Not long ago, 19-year-old Qassem al-Mughrabi, a Palestinian man from Jerusalem drove his car into a group of soldiers at an intersection. "The terrorist", as the Israeli newspaper Haaretz called him, was shot and killed. In two separate incidents last July, Palestinians from Jerusalem also used vehicles to attack Israelis. The attackers were not part of an organisation. Although those Palestinian men were also killed, senior Israeli officials called for their homes to be demolished. In a separate incident, Haaretz reported that a Palestinian woman blinded an Israeli soldier in one eye when she threw acid n his face. "The terrorist was arrested by security forces," the paper said. An occupied citizen attacks an occupying soldier, and she is the terrorist?

In September, Bush spoke at the United Nations. No cause could justify the deliberate taking of human life, he said. Yet the US has killed thousands of civilians in airstrikes on populated areas. When you drop bombs on populated areas knowing there will be some "collateral" civilian damage, but accepting it as worth it, then it is deliberate. When you impose sanctions, as the US did on Saddam era Iraq, that kill hundreds of thousands, and then say their deaths were worth it, as secretary of state Albright did, then you are deliberately killing people for a political goal. When you seek to "shock and awe", as president Bush did, when he bombed Iraq, you are engaging in terrorism.

Just as the traditional American cowboy film presented white Americans under siege, with Indians as the aggressors, which was the opposite of reality, so, too, have Palestinians become the aggressors and not the victims. Beginning in 1948, 750,000 Palestinians were deliberately cleansed and expelled from their homes, and hundreds of their villages were destroyed, and their land was settled by colonists, who went on to deny their very existence and wage a 60-year war against the remaining natives and the national liberation movements the Palestinians established around the world. Every day, more of Palestine is stolen, more Palestinians are killed. To call oneself an Israeli Zionist is to engage in the dispossession of entire people. It is not that, qua Palestinians, they have the right to use any means necessary, it is because they are weak.
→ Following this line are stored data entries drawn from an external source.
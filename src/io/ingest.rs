//! Sequence ingest and validation.
//!
//! This module is responsible for turning raw `(id, sequence, description)`
//! triples into `SequenceRecord`s that are safe to hand to the engine.
//!
//! Design goals:
//! - **Record-level validation** (skip bad records, but report what happened)
//! - **Lazy reading** so the streaming pipeline never loads a whole file
//! - **Separation of concerns**: FASTA syntax is `bio`'s job, not ours

use std::collections::HashSet;
use std::fs::File;
use std::io::BufReader;
use std::path::{Path, PathBuf};

use bio::io::fasta;
use tracing::{debug, info, warn};

use crate::domain::{SequenceRecord, is_dna_symbol};
use crate::error::{IngestError, SequenceRejection};

/// Minimum sequence length accepted by default.
pub const DEFAULT_MIN_LENGTH: usize = 50;

/// An already-tokenized record from a sequence source.
#[derive(Debug, Clone, PartialEq, Eq)]
pub struct RawSequence {
    pub id: String,
    pub sequence: String,
    pub description: Option<String>,
}

/// Validate one raw record.
///
/// The stored sequence is upper-cased with all whitespace removed, and the
/// length is recomputed from it.
pub fn validate_sequence(
    raw_id: &str,
    raw_sequence: &str,
    raw_description: Option<&str>,
    min_length: usize,
) -> Result<SequenceRecord, SequenceRejection> {
    let id = raw_id.trim();
    if id.is_empty() {
        return Err(SequenceRejection::EmptyId);
    }

    let sequence: String = raw_sequence
        .chars()
        .filter(|c| !c.is_whitespace())
        .map(|c| c.to_ascii_uppercase())
        .collect();

    let length = sequence.chars().count();
    if length < min_length {
        return Err(SequenceRejection::TooShort { length, min_length });
    }

    let mut invalid: Vec<char> = sequence.chars().filter(|c| !is_dna_symbol(*c)).collect();
    if !invalid.is_empty() {
        invalid.sort_unstable();
        invalid.dedup();
        return Err(SequenceRejection::InvalidBases { symbols: invalid });
    }

    let description = raw_description
        .map(str::trim)
        .filter(|d| !d.is_empty() && *d != id)
        .map(str::to_string);

    Ok(SequenceRecord::new_unchecked(
        id.to_string(),
        sequence,
        description,
    ))
}

impl RawSequence {
    pub fn validate(&self, min_length: usize) -> Result<SequenceRecord, SequenceRejection> {
        validate_sequence(
            &self.id,
            &self.sequence,
            self.description.as_deref(),
            min_length,
        )
    }
}

/// Lazy FASTA reader. Finite; restart by opening the file again.
pub struct FastaSource {
    path: PathBuf,
    records: fasta::Records<BufReader<File>>,
}

impl FastaSource {
    pub fn open(path: &Path) -> Result<Self, IngestError> {
        if !path.exists() {
            return Err(IngestError::NotFound(path.to_path_buf()));
        }
        let file = File::open(path).map_err(|source| IngestError::Io {
            path: path.to_path_buf(),
            source,
        })?;
        debug!(path = %path.display(), "opened FASTA source");
        Ok(Self {
            path: path.to_path_buf(),
            records: fasta::Reader::new(file).records(),
        })
    }
}

impl Iterator for FastaSource {
    type Item = Result<RawSequence, IngestError>;

    fn next(&mut self) -> Option<Self::Item> {
        let record = self.records.next()?;
        Some(
            record
                .map(|r| RawSequence {
                    id: r.id().to_string(),
                    sequence: String::from_utf8_lossy(r.seq()).into_owned(),
                    description: r.desc().map(str::to_string),
                })
                .map_err(|source| IngestError::Io {
                    path: self.path.clone(),
                    source,
                }),
        )
    }
}

/// A skipped record and why.
#[derive(Debug, Clone, PartialEq)]
pub struct Rejected {
    pub id: String,
    pub reason: SequenceRejection,
}

/// Eager ingest output: valid records plus everything that was skipped.
#[derive(Debug, Clone)]
pub struct LoadedSequences {
    pub records: Vec<SequenceRecord>,
    pub rejected: Vec<Rejected>,
}

/// Validate every record from `source`, keeping the valid ones.
pub fn collect_sequences<I>(source: I, min_length: usize) -> Result<LoadedSequences, IngestError>
where
    I: IntoIterator<Item = Result<RawSequence, IngestError>>,
{
    let mut records = Vec::new();
    let mut rejected = Vec::new();
    for raw in source {
        let raw = raw?;
        match raw.validate(min_length) {
            Ok(rec) => {
                debug!(id = rec.id(), length = rec.len(), "accepted sequence");
                records.push(rec);
            }
            Err(reason) => {
                warn!(id = %raw.id, %reason, "skipping invalid sequence");
                rejected.push(Rejected { id: raw.id, reason });
            }
        }
    }
    Ok(LoadedSequences { records, rejected })
}

/// Read a whole FASTA file. Fails when nothing valid remains.
pub fn load_sequences(path: &Path, min_length: usize) -> Result<LoadedSequences, IngestError> {
    info!(path = %path.display(), "reading FASTA file");
    let loaded = collect_sequences(FastaSource::open(path)?, min_length)?;
    if loaded.records.is_empty() {
        return Err(IngestError::NoValidSequences(path.to_path_buf()));
    }
    info!(
        valid = loaded.records.len(),
        skipped = loaded.rejected.len(),
        "loaded sequences"
    );
    Ok(loaded)
}

/// Length statistics over every record in a file (valid or not).
#[derive(Debug, Clone, Copy, PartialEq)]
pub struct LengthStats {
    pub min: usize,
    pub max: usize,
    pub mean: f64,
}

/// Result of checking a FASTA file for design compatibility.
#[derive(Debug, Clone)]
pub struct FastaReport {
    pub path: PathBuf,
    pub total: usize,
    pub valid: usize,
    pub rejected: Vec<Rejected>,
    pub duplicate_ids: Vec<String>,
    pub lengths: Option<LengthStats>,
}

impl FastaReport {
    pub fn invalid(&self) -> usize {
        self.rejected.len()
    }

    pub fn is_usable(&self) -> bool {
        self.valid > 0
    }
}

/// Scan a FASTA file without keeping sequences in memory.
pub fn validate_fasta(path: &Path, min_length: usize) -> Result<FastaReport, IngestError> {
    let mut total = 0usize;
    let mut valid = 0usize;
    let mut rejected = Vec::new();
    let mut seen = HashSet::new();
    let mut duplicate_ids = Vec::new();
    let (mut len_min, mut len_max, mut len_sum) = (usize::MAX, 0usize, 0usize);

    for raw in FastaSource::open(path)? {
        let raw = raw?;
        total += 1;

        let raw_len = raw.sequence.chars().filter(|c| !c.is_whitespace()).count();
        len_min = len_min.min(raw_len);
        len_max = len_max.max(raw_len);
        len_sum += raw_len;

        if !seen.insert(raw.id.clone()) && !duplicate_ids.contains(&raw.id) {
            duplicate_ids.push(raw.id.clone());
        }

        match raw.validate(min_length) {
            Ok(_) => valid += 1,
            Err(reason) => rejected.push(Rejected { id: raw.id, reason }),
        }
    }

    let lengths = (total > 0).then(|| LengthStats {
        min: len_min,
        max: len_max,
        mean: len_sum as f64 / total as f64,
    });

    if !duplicate_ids.is_empty() {
        warn!(count = duplicate_ids.len(), "duplicate sequence identifiers");
    }

    Ok(FastaReport {
        path: path.to_path_buf(),
        total,
        valid,
        rejected,
        duplicate_ids,
        lengths,
    })
}

#[cfg(test)]
mod tests {
    use super::*;
    use crate::domain::DNA_ALPHABET;
    use proptest::prelude::*;
    use std::io::Write;

    fn write_fasta(contents: &str) -> tempfile::NamedTempFile {
        let mut f = tempfile::NamedTempFile::new().unwrap();
        f.write_all(contents.as_bytes()).unwrap();
        f.flush().unwrap();
        f
    }

    #[test]
    fn accepts_and_normalizes() {
        let raw = format!("{}\n{}", "acgt".repeat(10), "ACGN ".repeat(5));
        let rec = validate_sequence(" seq1 ", &raw, Some("a description"), 50).unwrap();
        assert_eq!(rec.id(), "seq1");
        assert_eq!(rec.len(), 60);
        assert_eq!(rec.sequence().len(), rec.len());
        assert!(rec.sequence().chars().all(|c| c.is_ascii_uppercase()));
        assert_eq!(rec.description(), Some("a description"));
    }

    #[test]
    fn rejects_short_sequences() {
        let err = validate_sequence("s", &"A".repeat(49), None, 50).unwrap_err();
        assert_eq!(
            err,
            SequenceRejection::TooShort {
                length: 49,
                min_length: 50
            }
        );
        assert!(validate_sequence("s", &"A".repeat(50), None, 50).is_ok());
    }

    #[test]
    fn rejects_invalid_symbols() {
        let seq = format!("{}XZX", "A".repeat(60));
        let err = validate_sequence("s", &seq, None, 50).unwrap_err();
        assert_eq!(
            err,
            SequenceRejection::InvalidBases {
                symbols: vec!['X', 'Z']
            }
        );
    }

    #[test]
    fn rejects_empty_id_and_drops_echoed_description() {
        let seq = "A".repeat(60);
        assert_eq!(
            validate_sequence("  ", &seq, None, 50).unwrap_err(),
            SequenceRejection::EmptyId
        );
        let rec = validate_sequence("s1", &seq, Some("s1"), 50).unwrap();
        assert_eq!(rec.description(), None);
    }

    #[test]
    fn reads_fasta_lazily_and_reports() {
        let long = "ACGT".repeat(30);
        let contents = format!(
            ">a first\n{long}\n>b\n{}\n>c\nACGT\n>a dup\n{long}\n",
            "ACGTX".repeat(30)
        );
        let f = write_fasta(&contents);

        let mut source = FastaSource::open(f.path()).unwrap();
        let first = source.next().unwrap().unwrap();
        assert_eq!(first.id, "a");
        assert_eq!(first.description.as_deref(), Some("first"));

        let loaded = load_sequences(f.path(), 50).unwrap();
        assert_eq!(loaded.records.len(), 2);
        assert_eq!(loaded.rejected.len(), 2);

        let report = validate_fasta(f.path(), 50).unwrap();
        assert_eq!(report.total, 4);
        assert_eq!(report.valid, 2);
        assert_eq!(report.invalid(), 2);
        assert_eq!(report.duplicate_ids, vec!["a".to_string()]);
        let lengths = report.lengths.unwrap();
        assert_eq!(lengths.min, 4);
        assert_eq!(lengths.max, 150);
    }

    #[test]
    fn missing_file_and_all_invalid() {
        let err = FastaSource::open(Path::new("/definitely/not/here.fa")).err().unwrap();
        assert!(matches!(err, IngestError::NotFound(_)));

        let f = write_fasta(">x\nACGT\n");
        let err = load_sequences(f.path(), 50).unwrap_err();
        assert!(matches!(err, IngestError::NoValidSequences(_)));
    }

    proptest! {
        #[test]
        fn accepted_records_hold_invariants(raw in "[ACGTacgtNnRYryx \n]{0,120}") {
            if let Ok(rec) = validate_sequence("p", &raw, None, 10) {
                prop_assert_eq!(rec.len(), rec.sequence().len());
                prop_assert!(rec.sequence().bytes().all(|b| DNA_ALPHABET.contains(&b)));
                prop_assert!(rec.len() >= 10);
            }
        }
    }
}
The weak have much less power than the strong, and can do much less damage. The Palestinians would not have ever bombed cafes or used home-made missiles if they had tanks and airplanes. It is only in the current context that their actions are justified, and there are obvious limits.

It is impossible to make a universal ethical claim or establish a Kantian principle justifying any act to resist colonialism or domination by overwhelming power. And there are other questions I have trouble answering. Can an Iraqi be justified in attacking the United States? After all, his country was attacked without provocation, and destroyed, with millions of refugees created, hundreds of thousands of dead. And this, after 12 years of bombings and sanctions, which killed many and destroyed the lives of many others.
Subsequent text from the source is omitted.